Keywords: MELAS; broad-Spectrum; dried blood spots; metabolomics; targeted.

Figure 1

Overview of the study design and clinical cohorts. (A) Extraction and carryover. (B) Sample types. (C) Storage stability. (D) MELAS study. (E) DBS extraction and analysis.

Figure 2

Dried blood spot (DBS) workflow optimization. (A) The effect of blood spot volumes. (B) The effect of the volumes of the extraction buffer. (C) The different extraction methods. (D) The effect of cross-contamination between punches. A total of 47 representative metabolites covering the whole gradient were selected for the analysis. Data were mean ± SD. One-way ANOVA followed by Tukey’s test was used. **p < 0.01 and ns indicated non-significant.

Figure 3

Sample type comparisons. (A) The correlations of areas under the curve (AUCs) of metabolites between wet blood and DBS. All 430 detected metabolites were used and the AUCs were log 2 transformed.
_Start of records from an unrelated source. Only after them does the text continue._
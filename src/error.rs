//! Error types for maze operations.

use thiserror::Error;

use crate::Point;

/// Result type alias for maze operations.
pub type MazeResult<T> = Result<T, MazeError>;

/// Errors that can occur when building or solving a maze.
///
/// Every check runs before the maze is touched, so a failed call leaves
/// the maze exactly as it was.
#[derive(Debug, Error, PartialEq, Eq)]
pub enum MazeError {
    /// Grid must have more than one row and more than one column.
    #[error("rows and columns must both be greater than 1, got {rows}x{columns}")]
    InvalidDimension { rows: usize, columns: usize },

    /// Coordinate lies outside the grid.
    #[error("cell {point} is outside the grid, must be within [0, {rows}) x [0, {columns})")]
    InvalidCoordinate {
        point: Point,
        rows: usize,
        columns: usize,
    },

    /// Start and goal name the same cell.
    #[error("start and goal must be different cells, both are {0}")]
    DuplicateEndpoint(Point),

    /// Operation called in the wrong phase.
    #[error("{0}")]
    PreconditionViolation(&'static str),
}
The Spearman rank correlation was performed. The other correlation analyses in this figure were similarily performed. (B) The correlations of metabolite AUCs between Li-hep DBS and EDTA DBS. (C) The differentially abundant metabolites between Li-hep DBS and EDTA DBS visualized on the heatmap. The top 25 significant metabolites ranked by the student’s t-test were listed. p < 0.01. (D) The correlations of metabolite AUCs between Li-hep DBS and fingerstick DBS. (E) A Principal component analysis (PCA) of the five different sample collection methods showed that samples collected by fingerstick lancet and heparinized venous blood were superimposable.

Figure 4

Stability analysis. (A–C) The fractional change over a year from the baseline for the geomean of all detected metabolites. (A) DBS stored at room temperature (RT) with desiccant and an O₂ scavenger (RT with desiccant and an O₂ scavenger). (B) DBS stored in −80 °C with desiccant and an O₂ scavenger. (C) DBS stored in −80 °C with desiccant. The shaded area represents the standard deviations (SD). (D) The number of metabolites altered in a year of storage in different conditions. (E) The chemical classes for the metabolites with ≥ 30% decline in one year. The number of metabolites changed was listed in the graph and the total number of targeted metabolites in each chemical class was shown in the legend. (F) The percentage of reduction (%) from the baseline for the metabolites in the major chemical classes. The value in the bar graph was the total number of metabolites in each chemical class. A one-way ANOVA followed by Tukey’s test was conducted. Data indexed by different letters (“a” and “b”) were significantly different from each other (p < 0.05) in each storage condition. (G) The number of stable metabolites over one year of storage in each storage condition. The names of the stable metabolites are listed in Table S7.

Figure 5

Metabolomic fingerprints and biomarkers in DBS of MELAS patients. (A) Partial least squares discriminant analysis (PLS-DA) revealed the complete separation of MELAS patients from the controls (N = 12/group). (B) variable importance in projection (VIP) plot of the top 20 metabolites with the highest separation power between the controls and MELAS patients in PLS-DA. A VIP score > 1.5 was considered as statistically significant. (C) A pathway analysis of the significantly altered metabolites in the DBS of MELAS patients compared to the controls. The fractional impact of a pathway is defined as the sum of the absolute values of z-scores for the significant metabolites (PLS-DA VIP score > 1.5) divided by the sum of the absolute values of z-scores for all the detected metabolites in that pathway. (D) The top 20 metabolites correlated with heteroplasmy. A Spearman correlation analysis was performed. (E) A receiver operator characteristic (ROC) analysis to evaluate the diagnostic performance of three selected metabolites in DBS for MELAS. (F) The diagnostic performance of the same three metabolites in Li-heparin liquid whole blood for MELAS. Data were log 2 transformed before analysis. (G–I) Univariate statistical analysis of three selected biomarkers in the DBS of MELAS and controls. A Student’s t-test was performed after the log 2 transformation of the data.